[What is expected]:
Word for word, restate the lines from the one holding "let port = listener.local_addr().unwrap().port();" through the end of the data below, including both endpoints and nothing more.

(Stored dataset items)
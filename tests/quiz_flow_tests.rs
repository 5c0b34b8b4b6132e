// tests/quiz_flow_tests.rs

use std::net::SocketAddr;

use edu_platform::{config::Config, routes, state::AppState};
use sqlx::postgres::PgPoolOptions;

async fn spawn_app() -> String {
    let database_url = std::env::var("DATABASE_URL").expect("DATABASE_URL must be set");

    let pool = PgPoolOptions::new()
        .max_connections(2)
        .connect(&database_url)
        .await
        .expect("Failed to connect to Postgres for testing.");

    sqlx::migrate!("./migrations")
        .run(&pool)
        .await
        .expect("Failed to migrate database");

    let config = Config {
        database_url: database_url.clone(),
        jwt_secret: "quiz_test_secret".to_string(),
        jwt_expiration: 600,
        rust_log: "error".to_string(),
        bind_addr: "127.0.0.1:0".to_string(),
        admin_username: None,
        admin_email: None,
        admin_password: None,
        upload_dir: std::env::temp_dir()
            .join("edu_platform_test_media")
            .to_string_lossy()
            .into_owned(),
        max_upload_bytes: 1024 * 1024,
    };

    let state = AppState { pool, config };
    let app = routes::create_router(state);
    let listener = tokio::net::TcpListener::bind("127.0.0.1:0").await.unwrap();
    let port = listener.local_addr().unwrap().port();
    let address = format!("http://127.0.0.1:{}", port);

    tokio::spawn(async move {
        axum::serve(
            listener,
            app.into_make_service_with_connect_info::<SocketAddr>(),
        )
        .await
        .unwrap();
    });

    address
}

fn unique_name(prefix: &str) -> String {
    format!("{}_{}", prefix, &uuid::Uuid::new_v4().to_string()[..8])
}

[Answer to this problem]:
    let port = listener.local_addr().unwrap().port();
    let address = format!("http://127.0.0.1:{}", port);

    tokio::spawn(async move {
        axum::serve(
            listener,
            app.into_make_service_with_connect_info::<SocketAddr>(),
        )
        .await
        .unwrap();
    });

    address
}

fn unique_name(prefix: &str) -> String {
    format!("{}_{}", prefix, &uuid::Uuid::new_v4().to_string()[..8])
}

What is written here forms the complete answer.